Оправившаяся от террора Французская республика, казалось, победоносно шла тогда к удивительной будущности, полной благоденствия и славы. В 1796-м и 1797-м годах она переживала свои лучшие дни. Империя еще не охладила и не совратила с прежнего пути наиболее горячих приверженцев революции. Представьте же себе наши польские чувства и желания, нашу неопытность, веру в конечный успех справедливости и свободы, и тогда станет понятным, что в те минуты мы в порыве счастья отдались самым обольстительным иллюзиям.
В следующие за этим замечательным разговором дни мы не имели случая говорить с великим князем, но каждый раз при встрече с ним обменивались дружескими словами и знаками взаимного понимания.
Вскоре двор переехал в Царское Село. Было установлено, что все придворные кавалеры будут отправляться туда по праздникам и воскресеньям, чтобы присутствовать в церкви, на обеде и на вечернем собрании. Туда ездили и ночевать и даже поселялись там для продолжительного пребывания – или в очень неудобных небольших флигелях, которые окружали дворец, или же в предместье, где также было плохо, но немножко свободнее, в домах, где не было ничего, кроме стен, окон и дверей.
Вначале великий князь приглашал нас приезжать почаще, затем предложил и совсем остаться жить в Царском Селе, чтобы, как он говорил, иметь возможность больше времени проводить вместе. Ему нравилось наше общество, и он искал его, так как только с нами мог говорить без утайки и высказывать свои истинные мысли.

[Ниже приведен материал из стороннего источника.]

//! Choice between plain and hypermedia collection responses
//!
//! The negotiator only decides and assembles; serialization and the
//! `X-Pagination` header are the HTTP layer's job.

use axum::http::{header::ACCEPT, HeaderMap};
use serde::Serialize;

use crate::domain::AuthorDto;
use crate::error::Result;
use crate::hypermedia::{LinkBuilder, LinkDto, ResourceUriType};
use crate::paging::{PagedList, PaginationMetadata, ResourceParameters};
use crate::shaping::{shape_many, ShapedEntity};

/// Response shape requested by the client
#[derive(Debug, Clone, Copy, PartialEq, Eq, Default)]
pub enum ResponseMode {
    /// Shaped values only
    #[default]
    Plain,
    /// Shaped values with embedded links
    Linked,
}

impl ResponseMode {
    /// Pick a mode from an `Accept` header value
    ///
    /// Linked iff one of the comma-separated media ranges, with parameters
    /// removed, equals `hypermedia_media_type` ignoring case.
    ///
    /// # Example
    ///
    /// ```rust
    /// use library_api::negotiation::ResponseMode;
    ///
    /// let hateoas = "application/vnd.marvin.hateoas+json";
    /// assert_eq!(
    ///     ResponseMode::from_accept(Some("text/html, application/vnd.marvin.hateoas+json;q=0.9"), hateoas),
    ///     ResponseMode::Linked
    /// );
    /// assert_eq!(ResponseMode::from_accept(Some("application/json"), hateoas), ResponseMode::Plain);
    /// assert_eq!(ResponseMode::from_accept(None, hateoas), ResponseMode::Plain);
    /// ```
    #[must_use]
    pub fn from_accept(accept: Option<&str>, hypermedia_media_type: &str) -> Self {
        let wanted = hypermedia_media_type.trim();
        let linked = accept.is_some_and(|accept| {
            accept.split(',').any(|range| {
                range
                    .split(';')
                    .next()
                    .is_some_and(|media| media.trim().eq_ignore_ascii_case(wanted))
            })
        });

        if linked {
            Self::Linked
        } else {
            Self::Plain
        }
    }

    /// Pick a mode from every `Accept` header of a request
    #[must_use]
    pub fn from_headers(headers: &HeaderMap, hypermedia_media_type: &str) -> Self {
        let linked = headers
            .get_all(ACCEPT)
            .iter()
            .filter_map(|value| value.to_str().ok())
            .any(|value| Self::from_accept(Some(value), hypermedia_media_type).is_linked());

        if linked {
            Self::Linked
        } else {
            Self::Plain
        }
    }

    /// Whether links should be embedded
    #[must_use]
    pub const fn is_linked(self) -> bool {
        matches!(self, Self::Linked)
    }
}

/// Whether a request's `Accept` headers admit one of the produced media types
///
/// True when no `Accept` header is present or all are blank, or when some
/// range (parameters removed, case ignored) is `*/*`, `application/*`,
/// `application/json` or `hypermedia_media_type`.
///
/// # Example
///
/// ```rust
/// use axum::http::{header::ACCEPT, HeaderMap, HeaderValue};
/// use library_api::negotiation::is_acceptable;
///
/// let hateoas = "application/vnd.marvin.hateoas+json";
/// let mut headers = HeaderMap::new();
/// assert!(is_acceptable(&headers, hateoas));
///
/// headers.insert(ACCEPT, HeaderValue::from_static("text/html"));
/// assert!(!is_acceptable(&headers, hateoas));
///
/// headers.insert(ACCEPT, HeaderValue::from_static("text/html, application/json;q=0.5"));
/// assert!(is_acceptable(&headers, hateoas));
/// ```
#[must_use]
pub fn is_acceptable(headers: &HeaderMap, hypermedia_media_type: &str) -> bool {
    let wanted = hypermedia_media_type.trim();
    let mut ranges = headers
        .get_all(ACCEPT)
        .iter()
        .filter_map(|value| value.to_str().ok())
        .flat_map(|value| value.split(','))
        .filter_map(|range| range.split(';').next())
        .map(str::trim)
        .filter(|media| !media.is_empty())
        .peekable();

    if ranges.peek().is_none() {
        return true;
    }

    ranges.any(|media| {
        ["*/*", "application/*", "application/json", wanted]
            .iter()
            .any(|produced| media.eq_ignore_ascii_case(produced))
    })
}

/// Body of a hypermedia collection response
#[derive(Debug, Clone, PartialEq, Serialize)]
pub struct LinkedCollection {
    /// Shaped items, each carrying its own links
    pub value: Vec<ShapedEntity>,
    /// Collection navigation links
    pub links: Vec<LinkDto>,
}

/// A collection response in one of the two negotiated shapes
#[derive(Debug, Clone, PartialEq)]
pub enum NegotiatedCollection {
    /// Bare array of shaped items
    Plain {
        value: Vec<ShapedEntity>,
        pagination: PaginationMetadata,
    },
    /// `{ value, links }` with per-item links
    Linked {
        body: LinkedCollection,
        pagination: PaginationMetadata,
    },
}

impl NegotiatedCollection {
    /// Pagination summary for the `X-Pagination` header
    #[must_use]
    pub fn pagination(&self) -> &PaginationMetadata {
        match self {
            Self::Plain { pagination, .. } | Self::Linked { pagination, .. } => pagination,
        }
    }

    /// Shape this response was built in
    #[must_use]
    pub fn mode(&self) -> ResponseMode {
        match self {
            Self::Plain { .. } => ResponseMode::Plain,
            Self::Linked { .. } => ResponseMode::Linked,
        }
    }

    /// Shaped items, in page order
    #[must_use]
    pub fn items(&self) -> &[ShapedEntity] {
        match self {
            Self::Plain { value, .. } => value,
            Self::Linked { body, .. } => &body.value,
        }
    }
}

/// Assemble the author collection response for a negotiated mode
///
/// `params` must already have passed sort and field validation. Both modes
/// carry previous/next page URIs in the pagination summary; linked mode also
/// embeds collection links and per-author links.
///
/// # Errors
///
/// Returns [`Error::UnknownField`](crate::Error::UnknownField) if the field
/// selection was not validated beforehand.
pub fn negotiate_authors(
    mode: ResponseMode,
    params: &ResourceParameters,
    authors: &PagedList<AuthorDto>,
    links: &LinkBuilder,
) -> Result<NegotiatedCollection> {
    let fields = params.fields();
    let shaped = shape_many(authors.items(), fields)?;

    let previous = authors
        .has_previous()
        .then(|| links.authors_resource_uri(params, ResourceUriType::PreviousPage));
    let next = authors
        .has_next()
        .then(|| links.authors_resource_uri(params, ResourceUriType::NextPage));
    let pagination = authors.metadata().with_page_links(previous, next);

    Ok(match mode {
        ResponseMode::Plain => NegotiatedCollection::Plain {
            value: shaped,
            pagination,
        },
        ResponseMode::Linked => {
            let value = shaped
                .into_iter()
                .zip(authors.items())
                .map(|(entity, author)| entity.with_links(links.build_author_links(author.id, fields)))
                .collect();
            NegotiatedCollection::Linked {
                body: LinkedCollection {
                    value,
                    links: links.build_authors_links(params, authors.has_next(), authors.has_previous()),
                },
                pagination,
            }
        }
    })
}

По вечерам нам разрешалось являться в апартаменты дворца, когда там находилась императрица, участвовать в прогулках и игре в горелки, повторявшейся каждый день в хорошую погоду, или же присоединяться к обществу придворных, отправлявшихся под колоннаду. В будни за общим столом с императрицей обедали только те, кто был на дежурстве. Мне пришлось дежурить только раз: меня посадили против Екатерины, и я должен был прислуживать ей, с чем справился довольно неловко.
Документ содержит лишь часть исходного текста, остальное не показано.